Claims that a Harvard study showed COVID-19 vaccines are ineffective misrepresent the authors’ conclusions, fail to account for the study’s limitations

“Covid SURGES Among Most Vaxxed Communities Says Harvard Study”
Inadequate support: The study has important design and methodological limitations that don’t account for other factors, such as reporting capacity and demographic differences, that can influence the correlation between vaccine coverage and prevalence of infections at the population level. These limitations mean that the study doesn't allow us to draw any conclusions about the impact of COVID-19 vaccines on the spread of the disease.
Misrepresents source: Claims that vaccines are useless misrepresent the conclusions from the authors of the study, which support the importance of vaccination, combined with other protective strategies such as handwashing, mask-wearing, and physical distancing.
Multiple scientific studies show that COVID-19 vaccines reduce the risk of infection and are highly effective against severe disease and death. Examining population-level data to determine whether there is a causal relationship between two variables is extremely complex and can be prone to bias and spurious associations.
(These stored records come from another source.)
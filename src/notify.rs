use std::fmt;
use std::sync::{Arc, Mutex, MutexGuard};

/// Severity of a user-visible message.
#[derive(Debug, Clone, Copy, PartialEq, Eq)]
pub enum ToastLevel {
    Info,
    Error,
}

/// A one-shot message shown to the user.
#[derive(Debug, Clone, PartialEq, Eq)]
pub struct Toast {
    pub level: ToastLevel,
    pub message: String,
}

impl Toast {
    pub fn info(message: impl Into<String>) -> Self {
        Self {
            level: ToastLevel::Info,
            message: message.into(),
        }
    }

    pub fn error(message: impl Into<String>) -> Self {
        Self {
            level: ToastLevel::Error,
            message: message.into(),
        }
    }
}

impl fmt::Display for Toast {
    fn fmt(&self, f: &mut fmt::Formatter<'_>) -> fmt::Result {
        match self.level {
            ToastLevel::Info => write!(f, "[info] {}", self.message),
            ToastLevel::Error => write!(f, "[error] {}", self.message),
        }
    }
}

/// Sink for user-visible messages.
pub trait Notifier: Send + Sync {
    fn notify(&self, toast: Toast);
}

/// Collects toasts in a shared buffer for the presentation layer to drain.
#[derive(Clone, Default)]
pub struct ToastBuffer {
    buffer: Arc<Mutex<Vec<Toast>>>,
}

impl ToastBuffer {
    pub fn new() -> Self {
        Self::default()
    }

    // A panic while pushing cannot leave the Vec half-written, so the
    // buffer stays usable after poisoning.
    fn lock(&self) -> MutexGuard<'_, Vec<Toast>> {
        self.buffer.lock().unwrap_or_else(|poisoned| {
            log::error!("toast buffer lock poisoned, recovering");
            poisoned.into_inner()
        })
    }

    /// Remove and return all pending toasts.
    pub fn drain(&self) -> Vec<Toast> {
        self.lock().drain(..).collect()
    }

    /// Pending toasts, without removing them.
    pub fn snapshot(&self) -> Vec<Toast> {
        self.lock().clone()
    }

    pub fn errors(&self) -> Vec<Toast> {
        self.snapshot()
            .into_iter()
            .filter(|toast| toast.level == ToastLevel::Error)
            .collect()
    }
}

impl Notifier for ToastBuffer {
    fn notify(&self, toast: Toast) {
        self.lock().push(toast);
    }
}

/// A notifier that writes toasts to the log.
#[derive(Debug, Clone, Copy, Default)]
pub struct LogNotifier;

impl Notifier for LogNotifier {
    fn notify(&self, toast: Toast) {
        match toast.level {
            ToastLevel::Info => log::info!("{}", toast.message),
            ToastLevel::Error => log::warn!("{}", toast.message),
        }
    }
}

impl<N: Notifier> Notifier for Arc<N> {
    fn notify(&self, toast: Toast) {
        (**self).notify(toast)
    }
}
Therefore, the absence of a correlation between vaccine coverage and the prevalence of SARS-CoV-2 infections in different countries and regions can’t be interpreted as evidence that COVID-19 vaccines are ineffective.

FULL CLAIM: “Covid SURGES Among Most Vaxxed Communities Says Harvard Study”


This video published by The Jimmy Dore Show on 17 October 2021 claimed in its title that a Harvard study showed that COVID-19 surged among most vaccinated communities. The cited study, which was published in the European Journal of Epidemiology on 30 September 2021, analyzed the association between the proportion of fully vaccinated people in the population and the prevalence of infection in 68 countries and 2,947 U.S. counties[1].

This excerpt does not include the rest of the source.